Sharing from our friends at Edward Jones https://www.edwardjones.com/market-news-guidance/guidance/medicare-cost-tips.html
Are you paying higher than necessary premiums for Medicare Parts B and D? If you file single and your modified adjusted gross income (MAGI) is higher than $87,000, or higher than $174,000 if you file jointly, you could be paying as much as $347 extra for Part B ($491.60-$144.60) as well as $76.40 extra for Part D.
What can you do if you are subject to the Medicare income-related monthly adjustment amounts (IRMAA) and paying higher premiums?
Discuss these 3 ways to lower your MAGI with your tax professional:
- Don’t take your 2020 required minimum distribution (RMD), or explore options to put it back if you already took it.

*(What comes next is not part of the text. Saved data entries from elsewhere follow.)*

//! Consensus ADMM reasoner

use num_traits::Float;
use parking_lot::Mutex;
use rayon::prelude::*;
use rayon::ThreadPool;
use std::sync::Arc;
use std::sync::atomic::{AtomicBool, Ordering};
use std::time::Instant;
use crate::{AdmmFloat, AdmmParam, ReasonerError, RuleTable, TermStore, LocalRecord, Term, CholeskyCache};
use crate::float::lit;

// atoms per reduction block; fixed so that the block partition does not depend on scheduling
const ATOM_BLOCK: usize = 1024;

//

/// Why a run stopped.
#[derive(Debug, Clone, Copy, PartialEq, Eq)]
pub enum StopReason
{
    /// Both residuals fell below their tolerances.
    Converged,
    /// Reached [`AdmmParam::max_iter`].
    MaxIter,
    /// Exceeded [`AdmmParam::time_limit`].
    TimeLimit,
    /// Stopped by a [`Canceller`].
    Cancelled,
}

/// Outcome of [`AdmmReasoner::optimize`].
///
/// The consensus array always holds a usable solution, whatever [`StopReason`] says.
#[derive(Debug, Clone, PartialEq)]
pub struct AdmmReport<F>
{
    /// Completed iterations.
    pub iterations: usize,
    pub stop: StopReason,
    /// Primal residual \\(\\|x - z\\|\\) over all local copies.
    pub primal_res: F,
    /// Dual residual \\(\rho \\|z - z_{\rm prev}\\|\\) counted once per local copy.
    pub dual_res: F,
    /// Tolerance of the primal residual.
    pub eps_primal: F,
    /// Tolerance of the dual residual.
    pub eps_dual: F,
    /// \\(\sum y (x - z)\\)
    pub lagrange_penalty: F,
    /// \\(\sum {\rho \over 2} (x - z)^2\\)
    pub augmented_lagrange_penalty: F,
}

impl<F: Float> AdmmReport<F>
{
    pub fn converged(&self) -> bool
    {
        self.stop == StopReason::Converged
    }
}

/// Handle to stop a running [`AdmmReasoner::optimize`] from another thread.
///
/// The run finishes its current iteration and returns with [`StopReason::Cancelled`].
/// The request is consumed by the run that observes it.
#[derive(Debug, Clone)]
pub struct Canceller(Arc<AtomicBool>);

impl Canceller
{
    pub fn cancel(&self)
    {
        self.0.store(true, Ordering::SeqCst);
    }

    pub fn is_cancelled(&self) -> bool
    {
        self.0.load(Ordering::SeqCst)
    }
}

//

/// Consensus ADMM reasoner.
///
/// <script src="https://polyfill.io/v3/polyfill.min.js?features=es6"></script>
/// <script id="MathJax-script" async src="https://cdn.jsdelivr.net/npm/mathjax@3/es5/tex-mml-chtml.js"></script>
///
/// This struct minimizes a sum of convex terms sharing consensus variables:
/// \\[
/// \begin{array}{ll}
/// {\rm minimize} & \sum_t f_t(x_t) \\\\
/// {\rm subject \ to} & x_{t,i} = z_{{\rm atom}(t,i)}, \quad z \in [0, 1]^N,
/// \end{array}
/// \\]
/// by alternating the local minimizations of [`Term::minimize`],
/// the consensus update \\(z_j = \Pi_{[0,1]} \left( {\rm mean}_{(t,i) \to j} (x_{t,i} + y_{t,i} / \rho) \right)\\)
/// and the multiplier update \\(y_{t,i} \leftarrow y_{t,i} + \rho (x_{t,i} - z_j)\\).
///
/// A run resumes from the local copies and multipliers left in the [`TermStore`] by the previous run,
/// so re-optimizing after weights change needs no re-grounding.
///
/// With [`AdmmParam::num_threads`] set, a dedicated thread pool is built by the first run
/// and reused by later runs until the thread count changes or [`AdmmReasoner::close`] is called.
pub struct AdmmReasoner<F: Float>
{
    /// reasoner parameters.
    pub par: AdmmParam<F>,

    cache: CholeskyCache<F>,
    cancel: Arc<AtomicBool>,
    pool: Mutex<Option<(usize, Arc<ThreadPool>)>>,
}

impl<F: Float> AdmmReasoner<F>
{
    /// Creates an instance.
    ///
    /// Returns [`AdmmReasoner`] instance.
    pub fn new() -> Self
    {
        AdmmReasoner {
            par: AdmmParam::default(),
            cache: CholeskyCache::new(),
            cancel: Arc::new(AtomicBool::new(false)),
            pool: Mutex::new(None),
        }
    }

    /// Changes reasoner parameters.
    ///
    /// Returns [`AdmmReasoner`] with its parameters changed.
    /// * `f` is a function to change parameters given by its argument.
    pub fn par<P>(mut self, f: P) -> Self
    where P: FnOnce(&mut AdmmParam<F>)
    {
        f(&mut self.par);
        self
    }

    /// Returns a handle to cancel runs of this reasoner.
    pub fn canceller(&self) -> Canceller
    {
        Canceller(self.cancel.clone())
    }

    /// Factorization cache shared by all terms of all runs.
    pub fn cache(&self) -> &CholeskyCache<F>
    {
        &self.cache
    }

    /// Releases cached factorizations and the dedicated thread pool.
    pub fn close(&mut self)
    {
        self.cache.clear();
        *self.pool.get_mut() = None;
    }

    /// Dedicated pool for [`AdmmParam::num_threads`], built on first use; `None` for the global pool.
    pub(crate) fn thread_pool(&self) -> Result<Option<Arc<ThreadPool>>, ReasonerError>
    {
        let n = match self.par.num_threads {
            Some(n) => n,
            None => return Ok(None),
        };

        let mut pool = self.pool.lock();
        if let Some((threads, p)) = pool.as_ref() {
            if *threads == n {
                return Ok(Some(p.clone()));
            }
        }

        log::debug!("building a pool of {} threads", n);
        let p = Arc::new(
            rayon::ThreadPoolBuilder::new()
                .num_threads(n)
                .build()
                .map_err(|e| ReasonerError::ThreadPool(e.to_string()))?
        );
        *pool = Some((n, p.clone()));
        Ok(Some(p))
    }
}

impl<F: Float> Default for AdmmReasoner<F>
{
    fn default() -> Self
    {
        Self::new()
    }
}

impl<F: AdmmFloat> AdmmReasoner<F>
{
    /// Runs ADMM iterations until convergence, the iteration cap, the time limit or cancellation.
    ///
    /// Returns `Ok` with [`AdmmReport`], or `Err` with [`ReasonerError`] on invalid input or internal failure.
    /// Not converging is not an error.
    /// * `store` holds the terms; their local copies and multipliers are the warm start.
    /// * `rules` gives the weights terms read on every minimization.
    /// * `consensus` is \\(z\\) indexed by atom, the starting point on entry and the solution on exit.
    pub fn optimize(&self, store: &mut TermStore<F>, rules: &RuleTable<F>, consensus: &mut [F])
    -> Result<AdmmReport<F>, ReasonerError>
    {
        self.par.check()?;

        if consensus.len() < store.num_atoms() {
            log::error!("Consensus length {} must be >= {}", consensus.len(), store.num_atoms());
            return Err(ReasonerError::ConsensusTooShort { len: consensus.len(), required: store.num_atoms() });
        }
        if let Some(rule) = store.max_rule() {
            if rule >= rules.len() {
                return Err(ReasonerError::UnknownRule { rule, len: rules.len() });
            }
        }
        if consensus.iter().any(|z| !z.is_finite()) {
            return Err(ReasonerError::NonFinite("consensus"));
        }

        log::debug!("{:?}", self.par);

        let core = AdmmCore {
            par: &self.par,
            cache: &self.cache,
            cancel: &*self.cancel,
            store,
            rules,
            consensus,
        };

        let rslt = if let Some(pool) = self.thread_pool()? {
            pool.install(|| core.solve())
        }
        else {
            core.solve()
        };

        self.cancel.store(false, Ordering::SeqCst);
        rslt
    }
}

//

#[derive(Debug, Clone, Copy)]
struct Residuals<F>
{
    primal: F,
    dual: F,
    x_norm: F,
    z_norm: F,
    y_norm: F,
    lagrange: F,
    augmented: F,
}

impl<F: Float> Residuals<F>
{
    fn zero() -> Self
    {
        let f0 = F::zero();

        Residuals {
            primal: f0, dual: f0,
            x_norm: f0, z_norm: f0, y_norm: f0,
            lagrange: f0, augmented: f0,
        }
    }

    fn merge(self, o: Self) -> Self
    {
        Residuals {
            primal: self.primal + o.primal,
            dual: self.dual + o.dual,
            x_norm: self.x_norm + o.x_norm,
            z_norm: self.z_norm + o.z_norm,
            y_norm: self.y_norm + o.y_norm,
            lagrange: self.lagrange + o.lagrange,
            augmented: self.augmented + o.augmented,
        }
    }
}

struct AdmmCore<'a, F: AdmmFloat>
{
    par: &'a AdmmParam<F>,
    cache: &'a CholeskyCache<F>,
    cancel: &'a AtomicBool,

    store: &'a mut TermStore<F>,
    rules: &'a RuleTable<F>,
    consensus: &'a mut [F],
}

impl<'a, F: AdmmFloat> AdmmCore<'a, F>
{
    fn solve(mut self) -> Result<AdmmReport<F>, ReasonerError>
    {
        log::info!("----- Initializing");
        log::debug!("{} terms, {} atoms, {} local copies",
            self.store.len(), self.store.num_atoms(), self.store.num_records());

        let started = Instant::now();
        let deadline = self.par.time_limit.map(|d| started + d);

        let finf = F::infinity();
        let mut report = AdmmReport {
            iterations: 0,
            stop: StopReason::MaxIter,
            primal_res: finf,
            dual_res: finf,
            eps_primal: F::zero(),
            eps_dual: F::zero(),
            lagrange_penalty: F::zero(),
            augmented_lagrange_penalty: F::zero(),
        };

        log::info!("----- Started");
        let mut i = 0;
        loop {
            if self.cancel.load(Ordering::SeqCst) {
                log::warn!("----- Cancelled");
                report.stop = StopReason::Cancelled;
                break;
            }
            if deadline.map_or(false, |d| Instant::now() >= d) {
                log::warn!("----- TimeLimit");
                report.stop = StopReason::TimeLimit;
                break;
            }

            let excess_iter = i + 1 >= self.par.max_iter;
            let check = excess_iter || i % self.par.stop_check == 0;

            let log_trig = if self.par.log_period > 0 {
                i % self.par.log_period == 0
            }
            else {
                if i == 0 && log::log_enabled!(log::Level::Debug) {
                    log::warn!("log_period == 0: no periodic log");
                }
                false
            };

            // Local minimize phase, reading the previous consensus
            self.minimize_terms()?;

            // Consensus phase
            let res = self.update_consensus(check);

            // Multiplier phase
            self.update_lagranges();

            // Termination criteria of convergence, on check iterations only
            report.iterations = i + 1;
            let term_conv = if let Some(res) = res {
                self.criteria_conv(&res, &mut report);
                (report.primal_res <= report.eps_primal) && (report.dual_res <= report.eps_dual)
            }
            else {
                false
            };

            if log_trig || excess_iter || term_conv {
                log::debug!("{}: pri_dual {:.2e} {:.2e} eps {:.2e} {:.2e}",
                    i, report.primal_res, report.dual_res, report.eps_primal, report.eps_dual);
            }
            else {
                log::trace!("{}: pri_dual {:.2e} {:.2e} eps {:.2e} {:.2e}",
                    i, report.primal_res, report.dual_res, report.eps_primal, report.eps_dual);
            }
            if log_trig && log::log_enabled!(log::Level::Debug) {
                let obj = self.store.objective(self.rules, &*self.consensus, self.par.eps_abs);
                log::debug!("{}: objective {:.6e}, violated constraints {}", i, obj.value, obj.violated_constraints);
            }

            if term_conv && !self.par.run_full_iterations {
                report.stop = StopReason::Converged;
                break;
            }
            if excess_iter {
                report.stop = if term_conv {StopReason::Converged} else {StopReason::MaxIter};
                break;
            }

            i += 1;
        } // end of loop

        match report.stop {
            StopReason::Converged => log::info!("----- Converged"),
            StopReason::MaxIter => log::warn!("----- ExcessIter"),
            _ => {},
        }
        log::info!("{} iterations in {:.3?}: primal res {:.2e}, dual res {:.2e}",
            report.iterations, started.elapsed(), report.primal_res, report.dual_res);

        Ok(report)
    }

    fn minimize_terms(&mut self) -> Result<(), ReasonerError>
    {
        let step = self.par.step_size;
        let z = &*self.consensus;
        let rules = self.rules;
        let cache = self.cache;

        self.store.terms_mut().par_iter_mut()
            .try_for_each(|t| t.minimize(step, z, rules, cache))
    }

    fn update_consensus(&mut self, check: bool) -> Option<Residuals<F>>
    {
        let step = self.par.step_size;
        let terms = self.store.terms();
        let records = self.store.all_records();
        let n = records.len();

        let partials: Vec<Residuals<F>> = self.consensus[..n].par_chunks_mut(ATOM_BLOCK)
            .zip(records.par_chunks(ATOM_BLOCK))
            .map(|(zs, recs)| {
                let mut res = Residuals::zero();
                for (z, rec) in zs.iter_mut().zip(recs) {
                    Self::update_atom(step, terms, rec, z, if check {Some(&mut res)} else {None});
                }
                res
            })
            .collect();

        if !check {
            return None;
        }
        // combined in block order
        Some(partials.into_iter().fold(Residuals::zero(), Residuals::merge))
    }

    fn update_atom(step: F, terms: &[Term<F>], rec: &[LocalRecord], z: &mut F, res: Option<&mut Residuals<F>>)
    {
        if rec.is_empty() {
            return;
        }

        let f0 = F::zero();
        let f1 = F::one();
        let half = lit::<F>(0.5);
        let count = F::from(rec.len()).unwrap_or_else(F::one);

        let mut total = f0;
        for r in rec {
            let t = &terms[r.term];
            total = total + t.values()[r.slot] + t.lagranges()[r.slot] / step;
        }

        let new_z = (total / count).max(f0).min(f1);
        let diff = *z - new_z;
        *z = new_z;

        let res = match res {
            Some(res) => res,
            None => return,
        };

        res.dual = res.dual + diff * diff * count;
        res.z_norm = res.z_norm + new_z * new_z * count;

        for r in rec {
            let t = &terms[r.term];
            let x = t.values()[r.slot];
            let y = t.lagranges()[r.slot];
            let d = x - new_z;

            res.x_norm = res.x_norm + x * x;
            res.y_norm = res.y_norm + y * y;
            res.primal = res.primal + d * d;
            res.lagrange = res.lagrange + y * d;
            res.augmented = res.augmented + half * step * d * d;
        }
    }

    fn update_lagranges(&mut self)
    {
        let step = self.par.step_size;
        let z = &*self.consensus;

        self.store.terms_mut().par_iter_mut()
            .for_each(|t| t.update_lagrange(step, z));
    }

    fn criteria_conv(&self, res: &Residuals<F>, report: &mut AdmmReport<F>)
    {
        let n_local = F::from(self.store.num_records()).unwrap_or_else(F::zero);
        let eps_abs_term = n_local.sqrt() * self.par.eps_abs;

        report.primal_res = res.primal.sqrt();
        report.dual_res = self.par.step_size * res.dual.sqrt();
        report.eps_primal = eps_abs_term + self.par.eps_rel * res.x_norm.sqrt().max(res.z_norm.sqrt());
        report.eps_dual = eps_abs_term + self.par.eps_rel * res.y_norm.sqrt();
        report.lagrange_penalty = res.lagrange;
        report.augmented_lagrange_penalty = res.augmented;
    }
}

Due to the CARES Act, RMDs are waived for 2020 from employer retirement plans (excluding defined benefit plans) and IRAs, including inherited accounts.
- When taking distributions from your retirement account, consider taking them from your Roth IRA/Roth 401(k), rather than from a traditional IRA/401(k).
- Use Health Savings Account (HSA) distributions when paying for qualified medical expenses, such as Medicare (non-Medigap) premiums, dental and vision expenses, and other out-of-pocket medical expenses.
If your income changes from year to year and puts you in a different MAGI bracket, talk to your tax professional and notify the Social Security Administration to ensure you’re paying the correct premium.
Another way to save: Avoid enrollment penalties
Be sure you enroll for Medicare when you’re eligible, or penalties can apply to Parts B and D premiums (and potentially Part A). These penalties can be permanent, so it’s important you don’t miss the deadline.